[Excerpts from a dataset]
—————
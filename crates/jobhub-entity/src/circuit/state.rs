//! Circuit breaker states.

use serde::{Deserialize, Serialize};
use std::fmt;

#[derive(Debug, Clone, Copy, PartialEq, Eq, Hash, Serialize, Deserialize, sqlx::Type)]
#[sqlx(type_name = "circuit_breaker_state", rename_all = "snake_case")]
#[serde(rename_all = "snake_case")]
pub enum CircuitBreakerState {
    /// Normal operation.
    Closed,
    /// Job suspended after a failure run.
    Open,
    /// Probing whether the job has recovered.
    HalfOpen,
}

impl CircuitBreakerState {
    pub fn as_str(&self) -> &'static str {
        match self {
            Self::Closed => "closed",
            Self::Open => "open",
            Self::HalfOpen => "half_open",
        }
    }
}

impl fmt::Display for CircuitBreakerState {
    fn fmt(&self, f: &mut fmt::Formatter<'_>) -> fmt::Result {
        write!(f, "{}", self.as_str())
    }
}
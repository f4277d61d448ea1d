//! Retry policy and backoff calculation.

use std::fmt;
use std::time::Duration;

use jobhub_core::{AppError, AppResult};
use serde::{Deserialize, Serialize};

/// Upper bound on `max_retries`.
pub const MAX_RETRIES_LIMIT: u32 = 10;
/// Default cap on a single backoff delay.
pub const DEFAULT_MAX_DELAY_SECONDS: u64 = 3600;

/// How the delay grows between attempts.
#[derive(Debug, Clone, Copy, PartialEq, Eq, Hash, Serialize, Deserialize)]
#[serde(rename_all = "snake_case")]
pub enum RetryStrategy {
    None,
    Linear,
    Exponential,
    ExponentialWithJitter,
}

impl fmt::Display for RetryStrategy {
    fn fmt(&self, f: &mut fmt::Formatter<'_>) -> fmt::Result {
        let s = match self {
            Self::None => "none",
            Self::Linear => "linear",
            Self::Exponential => "exponential",
            Self::ExponentialWithJitter => "exponential_with_jitter",
        };
        f.write_str(s)
    }
}

/// Source of uniform randomness for jittered backoff.
pub trait JitterSource: Send + Sync {
    /// A uniform sample in `[0.0, 1.0]`.
    fn sample(&self) -> f64;
}

/// Default jitter backed by the thread-local RNG.
#[derive(Debug, Clone, Copy, Default)]
pub struct ThreadRngJitter;

impl JitterSource for ThreadRngJitter {
    fn sample(&self) -> f64 {
        rand::random::<f64>()
    }
}

/// Immutable retry configuration attached to a job.
///
/// Instances are validated on construction and on deserialization, so a
/// stored policy is always within range.
#[derive(Debug, Clone, Copy, PartialEq, Eq, Serialize, Deserialize)]
#[serde(try_from = "RetryPolicyFields")]
pub struct RetryPolicy {
    max_retries: u32,
    strategy: RetryStrategy,
    base_delay_seconds: u64,
    max_delay_seconds: u64,
}

#[derive(Deserialize)]
struct RetryPolicyFields {
    max_retries: u32,
    strategy: RetryStrategy,
    base_delay_seconds: u64,
    #[serde(default = "default_max_delay")]
    max_delay_seconds: u64,
}

impl TryFrom<RetryPolicyFields> for RetryPolicy {
    type Error = AppError;

    fn try_from(f: RetryPolicyFields) -> Result<Self, Self::Error> {
        Self::with_max_delay(
            f.max_retries,
            f.strategy,
            f.base_delay_seconds,
            f.max_delay_seconds,
        )
    }
}

fn default_max_delay() -> u64 {
    DEFAULT_MAX_DELAY_SECONDS
}

impl RetryPolicy {
    /// Build a policy with the default delay cap of one hour.
    pub fn new(max_retries: u32, strategy: RetryStrategy, base_delay_seconds: u64) -> AppResult<Self> {
        Self::with_max_delay(
            max_retries,
            strategy,
            base_delay_seconds,
            DEFAULT_MAX_DELAY_SECONDS,
        )
    }

    /// Build a policy with an explicit delay cap.
    pub fn with_max_delay(
        max_retries: u32,
        strategy: RetryStrategy,
        base_delay_seconds: u64,
        max_delay_seconds: u64,
    ) -> AppResult<Self> {
        if max_retries > MAX_RETRIES_LIMIT {
            return Err(AppError::validation(format!(
                "Max retries must be between 0 and {MAX_RETRIES_LIMIT}, got {max_retries}"
            )));
        }
        if strategy == RetryStrategy::None && max_retries > 0 {
            return Err(AppError::validation(format!(
                "Retry strategy 'none' allows no retries, got {max_retries}"
            )));
        }
        if strategy != RetryStrategy::None && base_delay_seconds < 1 {
            return Err(AppError::validation(
                "Base delay must be at least 1 second",
            ));
        }
        if max_delay_seconds < base_delay_seconds {
            return Err(AppError::validation(format!(
                "Max delay ({max_delay_seconds}s) must not be below base delay ({base_delay_seconds}s)"
            )));
        }
        Ok(Self {
            max_retries,
            strategy,
            base_delay_seconds,
            max_delay_seconds,
        })
    }

    /// Never retry.
    pub fn no_retry() -> Self {
        Self {
            max_retries: 0,
            strategy: RetryStrategy::None,
            base_delay_seconds: 0,
            max_delay_seconds: DEFAULT_MAX_DELAY_SECONDS,
        }
    }

    pub fn max_retries(&self) -> u32 {
        self.max_retries
    }

    pub fn strategy(&self) -> RetryStrategy {
        self.strategy
    }

    pub fn base_delay_seconds(&self) -> u64 {
        self.base_delay_seconds
    }

    pub fn max_delay_seconds(&self) -> u64 {
        self.max_delay_seconds
    }

    /// Whether another attempt is allowed after `attempt` retries so far.
    pub fn should_retry(&self, attempt: u32) -> bool {
        attempt < self.max_retries
    }

    /// Backoff before retry number `attempt` (1-based), using thread-local jitter.
    pub fn delay(&self, attempt: u32) -> Duration {
        self.delay_with(attempt, &ThreadRngJitter)
    }

    /// Backoff before retry number `attempt` (1-based) with an injected jitter source.
    pub fn delay_with(&self, attempt: u32, jitter: &dyn JitterSource) -> Duration {
        let attempt = attempt.max(1);
        let seconds = match self.strategy {
            RetryStrategy::None => 0,
            RetryStrategy::Linear => self.base_delay_seconds.saturating_mul(u64::from(attempt)),
            RetryStrategy::Exponential => self.exponential(attempt),
            RetryStrategy::ExponentialWithJitter => {
                let factor = 0.5 + jitter.sample().clamp(0.0, 1.0) * 0.5;
                // f64 -> u64 casts saturate
                (self.exponential(attempt) as f64 * factor) as u64
            }
        };
        Duration::from_secs(seconds.min(self.max_delay_seconds))
    }

    fn exponential(&self, attempt: u32) -> u64 {
        let shift = attempt - 1;
        let multiplier = if shift >= u64::BITS - 1 {
            u64::MAX
        } else {
            1u64 << shift
        };
        self.base_delay_seconds.saturating_mul(multiplier)
    }
}

impl Default for RetryPolicy {
    /// Three retries, jittered exponential backoff from 30s capped at 5 minutes.
    fn default() -> Self {
        Self {
            max_retries: 3,
            strategy: RetryStrategy::ExponentialWithJitter,
            base_delay_seconds: 30,
            max_delay_seconds: 300,
        }
    }
}
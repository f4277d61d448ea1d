//! Job schedule entity model.

use chrono::{DateTime, Utc};
use jobhub_core::types::{JobId, ScheduleId};
use jobhub_core::{AppError, AppResult};
use serde::{Deserialize, Serialize};
use sqlx::FromRow;

use super::rule::ScheduleRule;

/// A rule attached to a job, plus the bookkeeping of when it last and next fires.
///
/// `next_execution`, when set, lies inside `[start_date, end_date]`.
#[derive(Debug, Clone, Serialize, Deserialize, FromRow)]
pub struct JobSchedule {
    pub id: ScheduleId,
    pub job_id: JobId,
    #[sqlx(json)]
    pub rule: ScheduleRule,
    pub is_active: bool,
    pub start_date: Option<DateTime<Utc>>,
    pub end_date: Option<DateTime<Utc>>,
    pub last_execution: Option<DateTime<Utc>>,
    pub next_execution: Option<DateTime<Utc>>,
    pub created_by: String,
    pub created_at: DateTime<Utc>,
    pub updated_by: Option<String>,
    pub updated_at: DateTime<Utc>,
}

impl JobSchedule {
    /// Create an active schedule. `next_execution` is left for the resolver to fill.
    pub fn new(
        job_id: JobId,
        rule: ScheduleRule,
        created_by: &str,
        start_date: Option<DateTime<Utc>>,
        end_date: Option<DateTime<Utc>>,
        now: DateTime<Utc>,
    ) -> AppResult<Self> {
        rule.validate()?;
        if let (Some(start), Some(end)) = (start_date, end_date) {
            if end < start {
                return Err(AppError::validation(
                    "Schedule end date must not precede its start date",
                ));
            }
        }
        Ok(Self {
            id: ScheduleId::new(),
            job_id,
            rule,
            is_active: true,
            start_date,
            end_date,
            last_execution: None,
            next_execution: None,
            created_by: created_by.to_string(),
            created_at: now,
            updated_by: None,
            updated_at: now,
        })
    }

    pub fn is_within_active_window(&self, at: DateTime<Utc>) -> bool {
        if self.start_date.is_some_and(|start| at < start) {
            return false;
        }
        if self.end_date.is_some_and(|end| at > end) {
            return false;
        }
        true
    }

    /// Active, inside its window, and its next occurrence has arrived.
    pub fn is_due(&self, now: DateTime<Utc>) -> bool {
        self.is_active
            && self.is_within_active_window(now)
            && self.next_execution.is_some_and(|next| next <= now)
    }

    /// Set the next occurrence, dropping it when it falls outside the window.
    pub fn set_next_execution(&mut self, next: Option<DateTime<Utc>>) {
        self.next_execution = next.filter(|at| self.is_within_active_window(*at));
    }

    pub fn record_execution(&mut self, at: DateTime<Utc>) {
        self.last_execution = Some(at);
    }

    /// Replace the rule. The next occurrence must be recomputed afterwards.
    pub fn update_rule(&mut self, rule: ScheduleRule, by: &str, now: DateTime<Utc>) -> AppResult<()> {
        rule.validate()?;
        self.rule = rule;
        self.next_execution = None;
        self.updated_by = Some(by.to_string());
        self.updated_at = now;
        Ok(())
    }

    pub fn activate(&mut self) {
        self.is_active = true;
    }

    pub fn deactivate(&mut self) {
        self.is_active = false;
    }
}

#[cfg(test)]
mod tests {
    use super::*;
    use chrono::{Duration, NaiveTime, TimeZone};

    fn at(day: u32) -> DateTime<Utc> {
        Utc.with_ymd_and_hms(2025, 3, day, 12, 0, 0).single().expect("valid date")
    }

    fn schedule(start: Option<DateTime<Utc>>, end: Option<DateTime<Utc>>) -> JobSchedule {
        let rule = ScheduleRule::daily(NaiveTime::from_hms_opt(6, 0, 0).expect("valid time"));
        JobSchedule::new(JobId::new(), rule, "tests", start, end, at(1)).expect("valid schedule")
    }

    #[test]
    fn test_window_bounds_are_inclusive() {
        let s = schedule(Some(at(5)), Some(at(10)));
        assert!(!s.is_within_active_window(at(4)));
        assert!(s.is_within_active_window(at(5)));
        assert!(s.is_within_active_window(at(10)));
        assert!(!s.is_within_active_window(at(10) + Duration::seconds(1)));
    }

    #[test]
    fn test_next_execution_outside_window_is_cleared() {
        let mut s = schedule(None, Some(at(10)));
        s.set_next_execution(Some(at(11)));
        assert!(s.next_execution.is_none());
        s.set_next_execution(Some(at(9)));
        assert_eq!(s.next_execution, Some(at(9)));
    }

    #[test]
    fn test_is_due() {
        let mut s = schedule(None, None);
        assert!(!s.is_due(at(2)));
        s.set_next_execution(Some(at(2)));
        assert!(s.is_due(at(2)));
        s.deactivate();
        assert!(!s.is_due(at(2)));
    }

    #[test]
    fn test_rejects_inverted_window() {
        let rule = ScheduleRule::daily(NaiveTime::MIN);
        assert!(JobSchedule::new(JobId::new(), rule, "tests", Some(at(10)), Some(at(5)), at(1)).is_err());
    }
}
//! Execution history summary job.

use async_trait::async_trait;
use chrono::{DateTime, Utc};
use serde_json::{Map, Value};
use tracing::info;

use jobhub_database::Stores;
use jobhub_entity::execution::JobExecution;
use jobhub_entity::job::JobDefinition;

use crate::executor::{JobExecutionError, JobHandler};

/// Counts executions by status and returns the counts as output.
#[derive(Debug)]
pub struct QueueReportHandler {
    stores: Stores,
}

impl QueueReportHandler {
    pub fn new(stores: Stores) -> Self {
        Self { stores }
    }
}

#[async_trait]
impl JobHandler for QueueReportHandler {
    fn job_type(&self) -> &str {
        "queue_report"
    }

    async fn execute(
        &self,
        job: &JobDefinition,
        _execution: &JobExecution,
        _deadline: DateTime<Utc>,
    ) -> Result<Option<Value>, JobExecutionError> {
        let counts = self.stores.executions.count_by_status().await?;
        let mut by_status = Map::new();
        let mut total = 0i64;
        for row in counts {
            total += row.count;
            by_status.insert(row.status.to_string(), Value::from(row.count));
        }
        info!(job = %job.name, total, "Execution report generated");
        Ok(Some(serde_json::json!({
            "total": total,
            "by_status": by_status,
        })))
    }
}

#[cfg(test)]
mod tests {
    use std::sync::Arc;

    use super::*;
    use jobhub_database::MemoryStore;
    use jobhub_entity::job::NewJob;

    #[tokio::test]
    async fn test_reports_counts_by_status() {
        let stores = Stores::memory(Arc::new(MemoryStore::new()));
        let job = JobDefinition::new(NewJob::new("report", "queue_report", 60, "tests"), Utc::now())
            .expect("valid job");
        let job = stores.jobs.create(&job).await.expect("stored");
        let mut done = JobExecution::manual(job.id, "ops", None, 0, Utc::now());
        done.start(Utc::now()).expect("start");
        done.complete(None, Utc::now()).expect("complete");
        stores.executions.create(&done).await.expect("stored");
        let queued = JobExecution::manual(job.id, "ops", None, 0, Utc::now());
        stores.executions.create(&queued).await.expect("stored");

        let output = QueueReportHandler::new(stores)
            .execute(&job, &queued, Utc::now())
            .await
            .expect("report runs")
            .expect("report has output");
        assert_eq!(output["total"], 2);
        assert_eq!(output["by_status"]["succeeded"], 1);
        assert_eq!(output["by_status"]["queued"], 1);
    }
}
—————
What is expected: If a line in the data holds the string "Display", copy that line.

Written solution:
impl fmt::Display for CircuitBreakerState {
impl fmt::Display for RetryStrategy {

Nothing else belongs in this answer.